Prove that the proper length of geodesic between two points is unchanged to first order by small changes in the curve that do not change its endpoints.

Homework Equations



[tex] Length of curve = \int ^{\lambda_{2}}_{\lambda_{1}}\left|g_{\alpha\beta}\frac{dx^\alpha}{d\lambda}\frac{dx^\beta}{d\lambda}\right|^\frac{1}{2}d\lambda[/tex]

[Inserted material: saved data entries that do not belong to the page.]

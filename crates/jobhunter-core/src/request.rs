//! Transport-agnostic request/response abstraction seen by the dispatch hooks.
//!
//! The host engine owns the real HTTP client. The core only reads and
//! mutates the header bag and the [`RequestMeta`] carried alongside each
//! request (identity, proxy assignment, slot hint, retry count).

use std::collections::BTreeMap;
use std::time::Instant;

use url::Url;

/// Header carrying the outbound identity.
pub const USER_AGENT: &str = "User-Agent";

/// Per-request metadata shared between the hooks.
#[derive(Debug, Clone, Default)]
pub struct RequestMeta {
    /// Proxy URL assigned to this request, if any.
    pub proxy: Option<String>,
    /// Explicit routing slot, overriding the one derived from the URL.
    pub slot: Option<String>,
    /// Number of retries already scheduled for this logical request.
    pub retry_times: u32,
    /// Set by `on_request`, consumed by `on_response` to measure latency.
    pub sent_at: Option<Instant>,
}

/// An outgoing request as seen by the dispatch pipeline.
#[derive(Debug, Clone)]
pub struct CrawlRequest {
    pub method: String,
    pub url: String,
    headers: BTreeMap<String, String>,
    pub meta: RequestMeta,
}

impl CrawlRequest {
    pub fn get(url: impl Into<String>) -> Self {
        Self {
            method: "GET".to_string(),
            url: url.into(),
            headers: BTreeMap::new(),
            meta: RequestMeta::default(),
        }
    }

    /// Pin this request to an explicit slot.
    pub fn with_slot(mut self, slot: impl Into<String>) -> Self {
        self.meta.slot = Some(slot.into());
        self
    }

    pub fn with_proxy(mut self, proxy: impl Into<String>) -> Self {
        self.meta.proxy = Some(proxy.into());
        self
    }

    pub fn with_header(mut self, name: &str, value: impl Into<String>) -> Self {
        self.set_header(name, value);
        self
    }

    /// Case-insensitive header lookup.
    pub fn header(&self, name: &str) -> Option<&str> {
        self.headers
            .iter()
            .find(|(k, _)| k.eq_ignore_ascii_case(name))
            .map(|(_, v)| v.as_str())
    }

    /// Set a header, replacing any existing value regardless of case.
    pub fn set_header(&mut self, name: &str, value: impl Into<String>) {
        self.headers.retain(|k, _| !k.eq_ignore_ascii_case(name));
        self.headers.insert(name.to_string(), value.into());
    }

    pub fn headers(&self) -> impl Iterator<Item = (&str, &str)> {
        self.headers.iter().map(|(k, v)| (k.as_str(), v.as_str()))
    }

    /// Routing slot for this request. See [`slot_key`].
    pub fn slot_key(&self) -> String {
        slot_key(self.meta.slot.as_deref(), &self.url)
    }
}

/// A received response. The body is irrelevant to the dispatch policy.
#[derive(Debug, Clone, PartialEq, Eq)]
pub struct CrawlResponse {
    pub url: String,
    pub status: u16,
}

impl CrawlResponse {
    pub fn new(url: impl Into<String>, status: u16) -> Self {
        Self {
            url: url.into(),
            status,
        }
    }

    pub fn is_success(&self) -> bool {
        (200..300).contains(&self.status)
    }
}

/// Derive the routing slot shared by throttling, ban detection and retries.
///
/// Order: non-empty explicit hint, then the URL authority (`host[:port]`,
/// port only when written in the URL), then the full URL.
pub fn slot_key(hint: Option<&str>, url: &str) -> String {
    if let Some(hint) = hint.filter(|h| !h.is_empty()) {
        return hint.to_string();
    }
    authority(url).unwrap_or_else(|| url.to_string())
}

fn authority(url: &str) -> Option<String> {
    let parsed = Url::parse(url).ok()?;
    let host = parsed.host_str().filter(|h| !h.is_empty())?;
    Some(match parsed.port() {
        Some(port) => format!("{host}:{port}"),
        None => host.to_string(),
    })
}

#[cfg(test)]
mod tests {
    use super::*;

    #[test]
    fn slot_key_prefers_explicit_hint() {
        assert_eq!(
            slot_key(Some("greenhouse"), "https://boards.greenhouse.io/x"),
            "greenhouse"
        );
    }

    #[test]
    fn slot_key_ignores_empty_hint() {
        assert_eq!(slot_key(Some(""), "https://remoteok.com/jobs"), "remoteok.com");
    }

    #[test]
    fn slot_key_keeps_explicit_port() {
        assert_eq!(
            slot_key(None, "http://localhost:8080/api/jobs"),
            "localhost:8080"
        );
        assert_eq!(slot_key(None, "https://example.com:443/"), "example.com");
    }

    #[test]
    fn slot_key_falls_back_to_full_url() {
        assert_eq!(slot_key(None, "not a url"), "not a url");
        assert_eq!(slot_key(None, "mailto:jobs@example.com"), "mailto:jobs@example.com");
    }

    #[test]
    fn request_slot_key_uses_meta_hint() {
        let req = CrawlRequest::get("https://weworkremotely.com/feed").with_slot("wwr");
        assert_eq!(req.slot_key(), "wwr");
        let req = CrawlRequest::get("https://weworkremotely.com/feed");
        assert_eq!(req.slot_key(), "weworkremotely.com");
    }

    #[test]
    fn headers_are_case_insensitive() {
        let mut req = CrawlRequest::get("https://example.com").with_header("user-agent", "a");
        assert_eq!(req.header(USER_AGENT), Some("a"));
        req.set_header("USER-AGENT", "b");
        assert_eq!(req.header("User-Agent"), Some("b"));
        assert_eq!(req.headers().count(), 1);
    }
}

where [itex]g_{\alpha\beta}[/itex] is the metric for the particular coordinate system, and
[itex]\frac{dx^\alpha}{d\lambda}= U^\alpha[/itex] is the gradient of the curve.

On a geodesic, [itex]g_{\alpha\beta}\frac{dx^\alpha}{d\lambda}\frac{dx^\beta}{d\lambda}[/itex] is constant.


The Attempt at a Solution



The equation of the curve is
[tex]x^\alpha = x^\alpha(\lambda)[/tex]

For a small change in the curve, the equation becomes
[tex]x^\alpha = x^\alpha(\lambda) + \delta x^\alpha(\lambda)[/tex]
where
[tex]\delta x^\alpha(\lambda_{2})=\delta x^\alpha(\lambda_{1}) = 0[/tex]
to ensure that the ends of the curve are unchanged.

So

[tex] Length of curve = \int ^{\lambda_{2}}_{\lambda_{1}}\left|g_{\alpha\beta}\frac{d}{d\lambda}(x^\alpha + \delta x^\alpha)\frac{d}{d\lambda}(x^\alpha + \delta x^\alpha)\right|^\frac{1}{2}d\lambda[/tex]

Multiplying out:
[tex]=\int ^{\lambda_{2}}_{\lambda_{1}}\left|g_{\alpha\beta}\frac{dx^\alpha}{d\lambda}\frac{dx^\beta}{d\lambda}+g_{\alpha\beta}\frac{dx^\alpha}{d\lambda}\frac{d\delta x^\beta}{d\lambda}+g_{\alpha\beta}\frac{d\delta x^\alpha}{d\lambda}\frac{dx^\beta}{d\lambda}+g_{\alpha\beta}\frac{d\delta x^\alpha}{d\lambda}\frac{d\delta x^\beta}{d\lambda}\right|^\frac{1}{2}d\lambda[/tex]

Expanding to first order:

[tex] \approx \int ^{\lambda_{2}}_{\lambda_{1}}\left|g_{\alpha\beta}\frac{dx^\alpha}{d\lambda}\frac{dx^\beta}{d\lambda}\right|^\frac{1}{2}+\frac{1}{2}\left|g_{\alpha\beta}\frac{dx^\alpha}{d\lambda}\frac{dx^\beta}{d\lambda}\right|^\frac{-1}{2} \left|g_{\alpha\beta}\frac{dx^\alpha}{d\lambda}\frac{d\delta x^\beta}{d\lambda}+g_{\alpha\beta}\frac{d\delta x^\alpha}{d\lambda}\frac{dx^\beta}{d\lambda}+g_{\alpha\beta}\frac{d\delta x^\alpha}{d\lambda}\frac{d\delta x^\beta}{d\lambda}\right|d\lambda[/tex]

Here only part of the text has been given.